Il est certes moins aisé de
veiller sur cette âme, que de payer des
trimestres en vaquant à ses affaires et en
se sentant aussi libre que si l'on n'avait pas
d'enfant ; par malheur, ce qui est aisé
n'est pas toujours ce qui est bon. Vous aurez un
compte à rendre; et lorsque un jour votre
fils, sans attachement pour la maison paternelle,
sans esprit de famille, dépourvu des impressions
profondes
qui ne
se reçoivent qu'au. près du foyer,
sera devenu un être vulgaire, étranger
aux émotions élevées, lorsque
son âme aura pris les plis de la grosse
moralité mondaine, lorsque vous demanderez
en vain à son coeur ces tendresses profondes
qu'il n'a pas connues, vous saurez à qui
vous en prendre.
Nous sommes plus socialistes qu'on ne le
dit. Ce que les rêveurs utopistes d'autrefois
ont mis dans leurs livres, nous le laissons mettre
dans notre vie de tous les jours. L'idéal
pour eux c'était, bien entendu, la
suppression de la famille, l'État se
substituant, à l'individu sur ce terrain
réservé ; Platon aurait voulu qu'il
n'y eût plus ni pères ni mères
et que tous les enfants appartinssent à tout
le monde; les philosophes socialistes venus depuis,
ont, du plus au moins, copié sa
République ; ils ont travaillé d'un
commun accord à chasser la famille du
sanctuaire et à y mettre le gouvernement. Eh
bien, leur théorie s'applique aujourd'hui
sur une très-vaste échelle. Nous
avons des pères et des mères, mais
aussi peu que possible ; avant que l'enfant soit
sevré, la crèche est déjà là
pour le recevoir au besoin ; quand il sort de la
crèche, il entre à la salle d'asile,
il ne quitte celle-ci que pour l'école ;
après l'école vient , après le
collège l'établissement d'instruction
spéciale; alors le jeune homme a une
carrière, il s'établit et une
nouvelle famille est fondée, famille dont
les enfants seront à leur tour
engagés dans la filière où
nous mettons nos fils et d'où sortent des
ingénieurs, des avocats, des
médecins, des fonctionnaires, et
passablement d'individus qui ne sont bons à
quoi que ce soit.
Le socialisme, ennemi des
individualités, n'a rien inventé de
plus ingénieux que cette fabrication en
grand.

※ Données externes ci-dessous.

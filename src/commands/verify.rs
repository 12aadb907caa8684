//! Verify command implementation

use indicatif::{ProgressBar, ProgressStyle};
use kinflash_core::{FlashHardware, InternalFlash};
use std::fs::File;
use std::io::Read;
use std::path::Path;

/// Default chunk size for verification
const VERIFY_CHUNK_SIZE: usize = 4096;

/// Run the verify command
pub fn run_verify<H: FlashHardware>(
    flash: &mut InternalFlash<H>,
    input: &Path,
    start: u32,
) -> Result<(), Box<dyn std::error::Error>> {
    let mut file = File::open(input)?;
    let mut expected = Vec::new();
    file.read_to_end(&mut expected)?;

    println!("Read {} bytes from {:?}", expected.len(), input);

    if !flash.geometry().contains(start, expected.len()) {
        return Err(format!(
            "File ({} bytes at 0x{:08X}) does not fit in flash ({} bytes)",
            expected.len(),
            start,
            flash.geometry().flash_size
        )
        .into());
    }

    verify_flash_with_progress(flash, start, &expected)?;

    println!("Verification passed!");

    Ok(())
}

/// Verify flash contents against expected data with progress bar
pub fn verify_flash_with_progress<H: FlashHardware>(
    flash: &mut InternalFlash<H>,
    start: u32,
    expected: &[u8],
) -> Result<(), Box<dyn std::error::Error>> {
    let total_size = expected.len();
    let mut buf = vec![0u8; VERIFY_CHUNK_SIZE];

    let pb = ProgressBar::new(total_size as u64);
    pb.set_style(
        ProgressStyle::default_bar()
            .template("{spinner:.green} [{elapsed_precise}] [{bar:40.cyan/blue}] {bytes}/{total_bytes} ({bytes_per_sec}, {eta}) Verifying")?
            .progress_chars("#>-"),
    );

    let mut mismatch_count = 0usize;
    let mut first_mismatch: Option<(usize, u8, u8)> = None;

    for (index, want) in expected.chunks(VERIFY_CHUNK_SIZE).enumerate() {
        let offset = index * VERIFY_CHUNK_SIZE;
        let got = &mut buf[..want.len()];
        flash.read(start + offset as u32, got)?;

        for (i, (&g, &w)) in got.iter().zip(want).enumerate() {
            if g != w {
                mismatch_count += 1;
                first_mismatch.get_or_insert((offset + i, w, g));
            }
        }

        pb.set_position((offset + want.len()) as u64);
    }

    if let Some((offset, want, got)) = first_mismatch {
        pb.abandon_with_message("Verification failed");
        return Err(format!(
            "Verification failed: {} byte(s) differ, first at 0x{:08X} (expected 0x{:02X}, found 0x{:02X})",
            mismatch_count,
            start as usize + offset,
            want,
            got
        )
        .into());
    }

    pb.finish_with_message("Verify complete");
    Ok(())
}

Tout y est prévu; les classes
ouvrières, qui ne sauraient prétendre
aux études libérales, trouvent au
sortir de l'école une sorte de bifurcation
préparée à leur usage. Au lieu
d'aller au collège, l'enfant pauvre va en
apprentissage chez un maître. Au reste la
conséquence est la même : l'apprenti
prend un état, s'établit pour son
propre compte et ne revient guère vers sa
famille. Trop souvent, dans les grandes villes, ils
font comme les oiseaux; une fois sortis du nid, ils
ne tardent pas à l'oublier
entièrement. À Paris, il arrive parfois qu'on ne
se
connaît plus, à la lettre; on cesse de
se voir : les parents à qui vous demandez
des nouvelles de leurs enfants s'étonnent
presque de la question ; les enfants,
interrogés à leur tour, lèvent
les épaules.
Et Dieu nous avait donné la
famille!
Il est bien clair que les écoles
et les collèges sont utiles, qu'il faut des
apprentissages, et que nos fils, lorsqu'ils
adoptent une carrière, ne méritent
aucun blâme. Je vais plus loin, dans certains
cas, les circonstances imposent à une
famille des sacrifices exceptionnels : il peut
devenir nécessaire de se séparer d'un
enfant dès son plus jeune âge. Si la
casuistique sous toutes ses formes m'inspirait une
moindre horreur, j'essaierais peut-être
d'indiquer ces exceptions. Il suffit qu'elles
existent et que personne ne songe à les
contester ; mais ce que nous contestons, c'est que
des parents aient jamais le droit de pousser la
séparation jusqu'à l'isolement moral.
Leur devoir subsiste en dépit de tout; la
famille doit demeurer pour l'enfant le centre des
affections et des espérances, la source des
directions, il doit sentir, sentir toujours, que
là il est aimé,
que là on prie pour lui, que là il
reviendra un jour, que là est son
nid.
Il dépend des familles qu'il en
soit ainsi. Je ne connais pas de circonstances qui
leur imposent les séparations
indéfinies, commençant au berceau et
se terminant à la tombe. J'en connais encore
moins qui leur défendent de supprimer pour
ainsi dire la séparation, en multipliant les
témoignages de vigilante tendresse. La
maison paternelle sera bien forte à
côté de l'école, à
côté de l'apprentissage, à
côté du collège, si elle le
veut.
Il est temps qu'elle le veuille, car le
relâchement des liens de famille est un des
signes redoutables de notre époque.
Non-seulement on a rendu infiniment facile la
désertion de la tâche
réservée aux parents (jusqu'à
recueillir les enfants à la mamelle!), nous
sommes allés plus loin : niveleurs sans le
savoir, nous avons négligé l'emploi
des moyens d'action que l'enseignement public nous
laissait; les heures qui suivent l'école
n'ont pas été mises à profit;
parents, et enfants, nous avons pris l'habitude de
nous passer les uns des autres; la mauvaise
indépendance a
prévalu ; l'école a fini par nous
tranquilliser : n'est-elle pas là? ne
donne-t-elle pas les leçons ?
N'exerce-t-elle pas aussi une surveillance morale ?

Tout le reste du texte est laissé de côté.